Supreme Court Reporter, volume 37, page 22, to volume 38, page 64.

Federal Reporter, volume 236, page 609, to volume 245, page 816. Northeastern Reporter, volume 114, page 321, to volume 117, page 848.

Northwestern Reporter, volume 160, page 209, to volume 165, page 304.

Pacific Reporter, volume 161, page 113, to volume 168, page 1120. Atlantic Reporter, volume 99, page 257, to volume 102, page 336. Southwestern Reporter,, volume 189, page 801, to volume 198, page 816.

Southeastern Reporter, volume 90, page 801, to volume 94, page 480. Southern Reporter, volume 73, page 1, to volume 76, page 824. New York Supplement, volume 161, page 961, to volume 167, page 704.
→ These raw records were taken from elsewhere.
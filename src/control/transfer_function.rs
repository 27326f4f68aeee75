//! SISO transfer function simulation
//!
//! Realizes a strictly proper transfer function in controllable canonical
//! state-space form and integrates its step response with RK4.

use nalgebra::{DMatrix, DVector};

use crate::common::error::{EstimationError, EstimationResult};

/// Strictly proper SISO transfer function in state-space form
#[derive(Debug, Clone)]
pub struct TransferFunction {
    a: DMatrix<f64>,
    b: DVector<f64>,
    c: DVector<f64>,
    numerator: Vec<f64>,
    denominator: Vec<f64>,
}

impl TransferFunction {
    /// Build from numerator and denominator coefficients, highest power
    /// first. The numerator degree must be strictly smaller than the
    /// denominator degree and the leading denominator coefficient nonzero.
    pub fn new(numerator: &[f64], denominator: &[f64]) -> EstimationResult<Self> {
        if numerator.is_empty() || denominator.len() < 2 {
            return Err(EstimationError::InvalidParameter(
                "transfer function needs a numerator and a denominator of degree one or more"
                    .to_string(),
            ));
        }
        if denominator[0] == 0.0 {
            return Err(EstimationError::InvalidParameter(
                "leading denominator coefficient must be nonzero".to_string(),
            ));
        }
        if numerator.len() >= denominator.len() {
            return Err(EstimationError::InvalidParameter(
                "transfer function must be strictly proper".to_string(),
            ));
        }
        if !numerator.iter().all(|v| v.is_finite())
            || !denominator.iter().all(|v| v.is_finite())
        {
            return Err(EstimationError::NonFinite(
                "transfer function coefficients".to_string(),
            ));
        }

        let lead = denominator[0];
        let den: Vec<f64> = denominator.iter().map(|d| d / lead).collect();
        let mut num = vec![0.0; denominator.len() - 1 - numerator.len()];
        num.extend(numerator.iter().map(|n| n / lead));

        // Controllable canonical form: the companion matrix of the
        // denominator with the numerator coefficients on the output row
        let n = den.len() - 1;
        let mut a = DMatrix::zeros(n, n);
        for i in 0..n - 1 {
            a[(i, i + 1)] = 1.0;
        }
        for j in 0..n {
            a[(n - 1, j)] = -den[n - j];
        }
        let mut b = DVector::zeros(n);
        b[n - 1] = 1.0;
        let c = DVector::from_fn(n, |j, _| num[n - 1 - j]);

        Ok(Self { a, b, c, numerator: num, denominator: den })
    }

    /// State dimension
    pub fn order(&self) -> usize {
        self.denominator.len() - 1
    }

    /// Steady-state gain for a unit step; infinite for integrating systems.
    pub fn dc_gain(&self) -> f64 {
        let num0 = *self.numerator.last().unwrap_or(&0.0);
        let den0 = *self.denominator.last().unwrap_or(&1.0);
        num0 / den0
    }

    fn output(&self, x: &DVector<f64>) -> f64 {
        self.c.dot(x)
    }

    fn derivative(&self, x: &DVector<f64>, u: f64) -> DVector<f64> {
        &self.a * x + &self.b * u
    }

    fn rk4_step(&self, x: &DVector<f64>, u: f64, dt: f64) -> DVector<f64> {
        let k1 = self.derivative(x, u);
        let k2 = self.derivative(&(x + &k1 * (0.5 * dt)), u);
        let k3 = self.derivative(&(x + &k2 * (0.5 * dt)), u);
        let k4 = self.derivative(&(x + &k3 * dt), u);
        x + (k1 + k2 * 2.0 + k3 * 2.0 + k4) * (dt / 6.0)
    }

    /// Unit step response as (t, y) samples, integrated with RK4.
    pub fn step_response(&self, duration: f64, dt: f64) -> EstimationResult<Vec<(f64, f64)>> {
        if duration <= 0.0 || dt <= 0.0 {
            return Err(EstimationError::InvalidParameter(
                "duration and dt must be positive".to_string(),
            ));
        }
        let steps = (duration / dt).round() as usize;
        let mut x = DVector::zeros(self.order());
        let mut response = Vec::with_capacity(steps + 1);
        response.push((0.0, self.output(&x)));
        for k in 1..=steps {
            x = self.rk4_step(&x, 1.0, dt);
            response.push((k as f64 * dt, self.output(&x)));
        }
        Ok(response)
    }
}

#[cfg(test)]
mod tests {
    use super::*;

    #[test]
    fn test_first_order_matches_closed_form() {
        // G(s) = 2 / (s + 2), step response y(t) = 1 - exp(-2t)
        let tf = TransferFunction::new(&[2.0], &[1.0, 2.0]).unwrap();
        assert_eq!(tf.order(), 1);
        let response = tf.step_response(3.0, 0.01).unwrap();
        for &(t, y) in &response {
            let exact = 1.0 - (-2.0 * t).exp();
            assert!((y - exact).abs() < 1e-6);
        }
    }

    #[test]
    fn test_second_order_settles_to_dc_gain() {
        // G(s) = 1 / (s^2 + 4s + 20): dc gain 0.05
        let tf = TransferFunction::new(&[1.0], &[1.0, 4.0, 20.0]).unwrap();
        assert!((tf.dc_gain() - 0.05).abs() < 1e-12);

        let response = tf.step_response(10.0, 0.01).unwrap();
        let (_, y_final) = *response.last().unwrap();
        assert!((y_final - 0.05).abs() < 1e-6);

        // Underdamped: the response overshoots its final value
        let y_max = response.iter().map(|&(_, y)| y).fold(f64::MIN, f64::max);
        assert!(y_max > 0.05);
    }

    #[test]
    fn test_leading_coefficient_normalization() {
        // 2 / (2s + 4) is the same system as 1 / (s + 2)
        let scaled = TransferFunction::new(&[2.0], &[2.0, 4.0]).unwrap();
        let plain = TransferFunction::new(&[1.0], &[1.0, 2.0]).unwrap();
        let a = scaled.step_response(1.0, 0.01).unwrap();
        let b = plain.step_response(1.0, 0.01).unwrap();
        for (&(_, ya), &(_, yb)) in a.iter().zip(b.iter()) {
            assert!((ya - yb).abs() < 1e-12);
        }
    }

    #[test]
    fn test_rejects_improper_or_degenerate() {
        assert!(TransferFunction::new(&[1.0, 0.0], &[1.0, 1.0]).is_err());
        assert!(TransferFunction::new(&[1.0], &[0.0, 1.0]).is_err());
        assert!(TransferFunction::new(&[1.0], &[1.0]).is_err());
        let tf = TransferFunction::new(&[1.0], &[1.0, 1.0]).unwrap();
        assert!(tf.step_response(0.0, 0.01).is_err());
        assert!(tf.step_response(1.0, -0.01).is_err());
    }
}
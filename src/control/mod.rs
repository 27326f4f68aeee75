//! Control algorithms module
//!
//! Classical control exercises on state-space realizations.

pub mod transfer_function;

// Re-exports
pub use transfer_function::TransferFunction;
Washington Law Reporter, volume 45.

An unusually large group of important decisions relate to the subject of labor organizations, a notable case being that of Hitchman Coal Co. v. Mitchell, passed upon by the Supreme Court of the United States. The workmen's compensation laws of the various States afford the largest single group of cases, and here again the Supreme Court of the United States has rendered important decisions on the subject of the application of the State laws on this subject to cases of admirality and interstate commerce. Other important decisions uphold the constitutionality of the minimum-wage laws of Arkansas and Minnesota and declare unconstitutional the initiated act of Washington forbidding employment agencies to collect fees from persons seeking employment by their aid.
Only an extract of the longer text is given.